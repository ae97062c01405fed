//! Live Channel Events
//!
//! JSON frames exchanged on the chat socket. Rooms are named by
//! conversation id.

use serde::{Deserialize, Serialize};

use crate::models::Message;

/// Frames sent from the client
#[derive(Debug, Clone, PartialEq, Serialize, Deserialize)]
#[serde(tag = "type", rename_all = "snake_case")]
pub enum ClientEvent {
    /// Start receiving messages for a conversation
    JoinRoom { room: String },
    /// Stop receiving messages for a conversation
    LeaveRoom { room: String },
    /// Relay a message to the other participants
    SendMessage { message: Message },
    Ping,
}

/// Frames sent by the server
#[derive(Debug, Clone, PartialEq, Serialize, Deserialize)]
#[serde(tag = "type", rename_all = "snake_case")]
pub enum ServerEvent {
    Joined { room: String },
    Left { room: String },
    /// A message was posted to a room
    ReceiveMessage { message: Message },
    Pong,
    Error { message: String },
}

impl ServerEvent {
    /// The room an inbound event concerns, if any
    pub fn room(&self) -> Option<&str> {
        match self {
            ServerEvent::Joined { room } | ServerEvent::Left { room } => Some(room),
            ServerEvent::ReceiveMessage { message } => Some(&message.conversation_id),
            ServerEvent::Pong | ServerEvent::Error { .. } => None,
        }
    }
}

#[cfg(test)]
mod tests {
    use super::*;
    use chrono::Utc;

    #[test]
    fn test_join_room_wire_shape() {
        let json = serde_json::to_string(&ClientEvent::JoinRoom {
            room: "c1".to_string(),
        })
        .unwrap();
        assert_eq!(json, r#"{"type":"join_room","room":"c1"}"#);
    }

    #[test]
    fn test_receive_message_deserialize() {
        let json = r#"{
            "type": "receive_message",
            "message": {
                "conversation_id": "c1",
                "sender_id": "v1",
                "text": "Hello",
                "sent_at": "2026-05-01T10:00:00Z",
                "client_key": "k1"
            }
        }"#;
        let event: ServerEvent = serde_json::from_str(json).unwrap();
        assert_eq!(event.room(), Some("c1"));
        match event {
            ServerEvent::ReceiveMessage { message } => {
                assert_eq!(message.text, "Hello");
                assert_eq!(message.client_key.as_deref(), Some("k1"));
                assert!(message.id.is_none());
            }
            other => panic!("Expected ReceiveMessage, got {:?}", other),
        }
    }

    #[test]
    fn test_send_message_carries_client_key() {
        let event = ClientEvent::SendMessage {
            message: Message {
                id: None,
                conversation_id: "c1".to_string(),
                sender_id: "u1".to_string(),
                text: "Hi".to_string(),
                sent_at: Utc::now(),
                client_key: Some("k9".to_string()),
            },
        };
        let json = serde_json::to_string(&event).unwrap();
        assert!(json.contains(r#""type":"send_message""#));
        assert!(json.contains(r#""client_key":"k9""#));
        assert!(!json.contains(r#""id""#));
    }

    #[test]
    fn test_ping_pong() {
        let ping: ClientEvent = serde_json::from_str(r#"{"type":"ping"}"#).unwrap();
        assert_eq!(ping, ClientEvent::Ping);
        assert_eq!(
            serde_json::to_string(&ServerEvent::Pong).unwrap(),
            r#"{"type":"pong"}"#
        );
    }
}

_ _ _

Problem details:
Reproduce the records above line by line, without any change, up to and including the line that holds "posted to a room".

Solution:
repository ae97062c01405fed
//! Live Channel Events
//!
//! JSON frames exchanged on the chat socket. Rooms are named by
//! conversation id.

use serde::{Deserialize, Serialize};

use crate::models::Message;

/// Frames sent from the client
#[derive(Debug, Clone, PartialEq, Serialize, Deserialize)]
#[serde(tag = "type", rename_all = "snake_case")]
pub enum ClientEvent {
    /// Start receiving messages for a conversation
    JoinRoom { room: String },
    /// Stop receiving messages for a conversation
    LeaveRoom { room: String },
    /// Relay a message to the other participants
    SendMessage { message: Message },
    Ping,
}

/// Frames sent by the server
#[derive(Debug, Clone, PartialEq, Serialize, Deserialize)]
#[serde(tag = "type", rename_all = "snake_case")]
pub enum ServerEvent {
    Joined { room: String },
    Left { room: String },
    /// A message was posted to a room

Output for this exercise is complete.